Hunter Biden had once declared the Wilmington, Del.-area Biden home as his residence on a driver’s license, according to CNN, but it is unclear how much time he has spent at the home.

After documents from the president’s tenure as vice president and as a senator were found in separate discoveries at the two locations, Cruz said a “natural next step” would be to search a trove of documents donated to the University of Delaware — and then to search Hunter Biden’s residences and workplaces.

“I also believe it is critical for the FBI to search Hunter Biden’s homes, home and office residences to make sure there are no classified documents there, given all the evidence that’s piling up. We need to ascertain who’s had access to what and when,” Cruz said.

House Oversight and Accountability Committee Chairman James Comer (R-Ky.) has asked the White House for visitor logs to the residence, but the administration has said no such logs exist.

Hunter Biden has been a key focus in Republican plans to investigate the Biden family and their business dealings. No findings or conclusions of wrongdoing have been determined by either congressional lawmakers or federal authorities.

Federal investigators believe they have compiled enough evidence to charge Hunter Biden with tax crimes and on allegations related to falsifying paperwork related to a 2018 gun purchase, according to a report by The Washington Post in October, but no charges have been brought by the U.S. attorney’s office in Delaware investigating the case.

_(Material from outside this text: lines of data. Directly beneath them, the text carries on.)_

//! Tiered executable search.

use super::version::parse_version;
use super::{PathCache, SearchEnv};
use crate::exec::{CommandExecutor, CommandOutcome, SpawnFailure};
use crate::{DiscoveryMethod, ManagerId, SearchResult};
use std::ffi::OsString;
use std::path::{Path, PathBuf};
use std::sync::Arc;
use std::time::Duration;
use tracing::{debug, warn};

/// Locates manager executables and memoizes the answer in a [`PathCache`].
///
/// The tiers run in order and stop at the first hit:
///
/// 1. run the bare executable name with `--version` (ambient PATH)
/// 2. probe every match `which` finds along PATH
/// 3. probe user-configured custom paths, then the handler's common paths
///
/// Custom paths are probed before common paths; a hit there reports
/// [`DiscoveryMethod::CustomPath`], a hit on a common path reports
/// [`DiscoveryMethod::CommonPath`].
///
/// Cheap to clone; clones share the executor, environment and cache.
#[derive(Clone)]
pub struct PathSearcher {
    executor: Arc<dyn CommandExecutor>,
    env: Arc<SearchEnv>,
    cache: Arc<PathCache>,
    probe_timeout: Duration,
}

/// Outcome of verifying one candidate.
enum Attempt {
    Found(SearchResult),
    /// The file exists, but the OS refused to run it.
    Denied(SearchResult),
    Missed,
}

impl Attempt {
    /// Return a working hit; remember the first refused one.
    fn settle(self, denied: &mut Option<SearchResult>) -> Option<SearchResult> {
        match self {
            Self::Found(result) => Some(result),
            Self::Denied(result) => {
                denied.get_or_insert(result);
                None
            }
            Self::Missed => None,
        }
    }
}

impl PathSearcher {
    pub fn new(
        executor: Arc<dyn CommandExecutor>,
        env: Arc<SearchEnv>,
        cache: Arc<PathCache>,
        probe_timeout: Duration,
    ) -> Self {
        Self {
            executor,
            env,
            cache,
            probe_timeout,
        }
    }

    pub fn cache(&self) -> &Arc<PathCache> {
        &self.cache
    }

    pub fn env(&self) -> &Arc<SearchEnv> {
        &self.env
    }

    pub fn executor(&self) -> &Arc<dyn CommandExecutor> {
        &self.executor
    }

    /// Resolve a manager's executable, consulting the cache first.
    ///
    /// A miss on every tier is cached too, so later calls in the session do
    /// not repeat the full scan. An executable that exists but cannot be run
    /// is only returned (flagged `permission_denied`) when no tier found a
    /// working one.
    ///
    /// # Arguments
    ///
    /// * `manager` - Cache key and log field
    /// * `executable` - Bare executable name (e.g., "brew", "conda")
    /// * `common_paths` - Well-known install locations, probed last
    /// * `custom_paths` - User-configured locations, probed before `common_paths`
    ///
    /// # Returns
    ///
    /// `Some(SearchResult)` naming the tier that found the executable, or
    /// `None` if no tier did.
    pub async fn find_executable(
        &self,
        manager: ManagerId,
        executable: &str,
        common_paths: &[&str],
        custom_paths: &[String],
    ) -> Option<SearchResult> {
        if let Some(cached) = self.cache.get_path(manager) {
            debug!(%manager, ?cached, "path cache hit");
            return cached.into_result();
        }

        let result = self
            .search_tiers(manager, executable, common_paths, custom_paths)
            .await;

        self.cache.set_path(manager, result.clone());
        self.cache.set_availability(manager, result.is_some());
        result
    }

    async fn search_tiers(
        &self,
        manager: ManagerId,
        executable: &str,
        common_paths: &[&str],
        custom_paths: &[String],
    ) -> Option<SearchResult> {
        let mut denied = None;

        if let Some(result) = self.direct_command(manager, executable).await.settle(&mut denied) {
            return Some(result);
        }
        if let Some(result) = self.path_scan(manager, executable).await.settle(&mut denied) {
            return Some(result);
        }

        let candidates = custom_paths
            .iter()
            .map(|p| (p.as_str(), DiscoveryMethod::CustomPath))
            .chain(common_paths.iter().map(|p| (*p, DiscoveryMethod::CommonPath)));
        for (raw, method) in candidates {
            let Some(path) = self.env.expand(raw) else {
                debug!(%manager, candidate = raw, "skipping candidate with unset placeholder");
                continue;
            };
            let Some(path) = resolve_candidate(path, executable).await else {
                continue;
            };
            debug!(%manager, ?method, path = %path.display(), "probing candidate");
            let probe = self.probe(manager, &path, method).await;
            if let Some(result) = probe.settle(&mut denied) {
                return Some(result);
            }
        }

        if denied.is_none() {
            debug!(%manager, "not found by any tier");
        }
        denied
    }

    /// Tier 1.
    async fn direct_command(&self, manager: ManagerId, executable: &str) -> Attempt {
        let output = self
            .executor
            .execute(executable, &["--version"], self.probe_timeout)
            .await;
        let denied = matches!(
            output.outcome,
            CommandOutcome::SpawnFailed(SpawnFailure::PermissionDenied)
        );
        if !output.success() && !denied {
            return Attempt::Missed;
        }

        let path = match self.env.path_var() {
            Some(path_var) => which_all(executable, path_var.clone()).await.into_iter().next(),
            None => None,
        }
        .unwrap_or_else(|| PathBuf::from(executable));

        if denied {
            warn!(%manager, path = %path.display(), "permission denied running executable");
            return Attempt::Denied(SearchResult::blocked(path, DiscoveryMethod::DirectCommand));
        }
        debug!(%manager, path = %path.display(), "found by direct command");
        Attempt::Found(SearchResult {
            path,
            method: DiscoveryMethod::DirectCommand,
            version: parse_version(probe_text(&output.stdout, &output.stderr)),
            permission_denied: false,
        })
    }

    /// Tier 2.
    async fn path_scan(&self, manager: ManagerId, executable: &str) -> Attempt {
        let Some(path_var) = self.env.path_var() else {
            return Attempt::Missed;
        };

        let mut denied = None;
        for candidate in which_all(executable, path_var.clone()).await {
            let probe = self.probe(manager, &candidate, DiscoveryMethod::PathScan).await;
            if let Some(result) = probe.settle(&mut denied) {
                return Attempt::Found(result);
            }
        }
        denied.map_or(Attempt::Missed, Attempt::Denied)
    }

    /// Run `<path> --version`; success means the executable is real.
    async fn probe(&self, manager: ManagerId, path: &Path, method: DiscoveryMethod) -> Attempt {
        let program = path.to_string_lossy();
        let output = self
            .executor
            .execute(&program, &["--version"], self.probe_timeout)
            .await;

        match &output.outcome {
            CommandOutcome::Exited(Some(0)) => Attempt::Found(SearchResult {
                path: path.to_path_buf(),
                method,
                version: parse_version(probe_text(&output.stdout, &output.stderr)),
                permission_denied: false,
            }),
            CommandOutcome::SpawnFailed(SpawnFailure::PermissionDenied) => {
                warn!(%manager, path = %path.display(), "permission denied probing executable");
                Attempt::Denied(SearchResult::blocked(path, method))
            }
            CommandOutcome::TimedOut => {
                warn!(%manager, path = %path.display(), timeout = ?self.probe_timeout, "version probe timed out");
                Attempt::Missed
            }
            other => {
                debug!(%manager, path = %path.display(), outcome = ?other, "version probe failed");
                Attempt::Missed
            }
        }
    }
}

/// Some tools print their version on stderr.
fn probe_text<'a>(stdout: &'a str, stderr: &'a str) -> &'a str {
    if stdout.trim().is_empty() {
        stderr
    } else {
        stdout
    }
}

/// Every executable named `executable` along `path_var`, in PATH order.
///
/// `which` does the filesystem work, so it runs on the blocking pool.
async fn which_all(executable: &str, path_var: OsString) -> Vec<PathBuf> {
    let executable = executable.to_string();
    tokio::task::spawn_blocking(move || {
        let Ok(cwd) = std::env::current_dir() else {
            return Vec::new();
        };
        which::which_in_all(&executable, Some(path_var), cwd)
            .map(|found| found.collect::<Vec<_>>())
            .unwrap_or_default()
    })
    .await
    .unwrap_or_default()
}

/// A candidate may name the executable itself or the directory holding it.
///
/// # Returns
///
/// The executable's path if `which` accepts it, `None` otherwise.
async fn resolve_candidate(candidate: PathBuf, executable: &str) -> Option<PathBuf> {
    let executable = executable.to_string();
    tokio::task::spawn_blocking(move || {
        if candidate.is_dir() {
            let cwd = std::env::current_dir().ok()?;
            which::which_in(&executable, Some(&candidate), cwd).ok()
        } else {
            which::which(&candidate).ok()
        }
    })
    .await
    .ok()
    .flatten()
}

Still, Republicans have been making the rounds on television levying accusations that Hunter Biden was involved in questionable business dealings.

Cruz on Sunday based his FBI suggestion on reports of a 2014 email from Hunter Biden to his former business partner Devon Archer that discussed destabilization in Ukraine, which he alleged “raises the natural inference” the president’s son could have had access to some classified information. Hunter Biden’s time at Ukrainian energy company Burisma is also at the center of GOP probes.

Republicans have called the Biden administration hypocritical amid the document controversy in light of the FBI’s discovery of more than 300 classified documents at former President Trump’s Mar-a-Lago residence and club last year, which GOP lawmakers haven’t opted to look into.

Officials recently announced classified documents were also found at the Indiana home of Trump’s former vice president, Mike Pence.

Cruz insisted Sunday that he “can state to a metaphysical certainty” that there aren’t any classified documents at his own home.

The senator acknowledged that classifications range from “general geopolitical observations” to more serious classified information and that it’s not yet clear which levels of classification were attached to the documents found at Biden’s home.

He also said it’s not clear whether the material had any ties to the Biden family’s business dealings but noted that if it did, it “raises the potential of very serious criminal liability.”

Cruz also repeated calls to release the senatorial documents kept at the University of Delaware’s special collections wing, though it’s barred public access to the papers until “they have been properly processed and archived,” according to its site.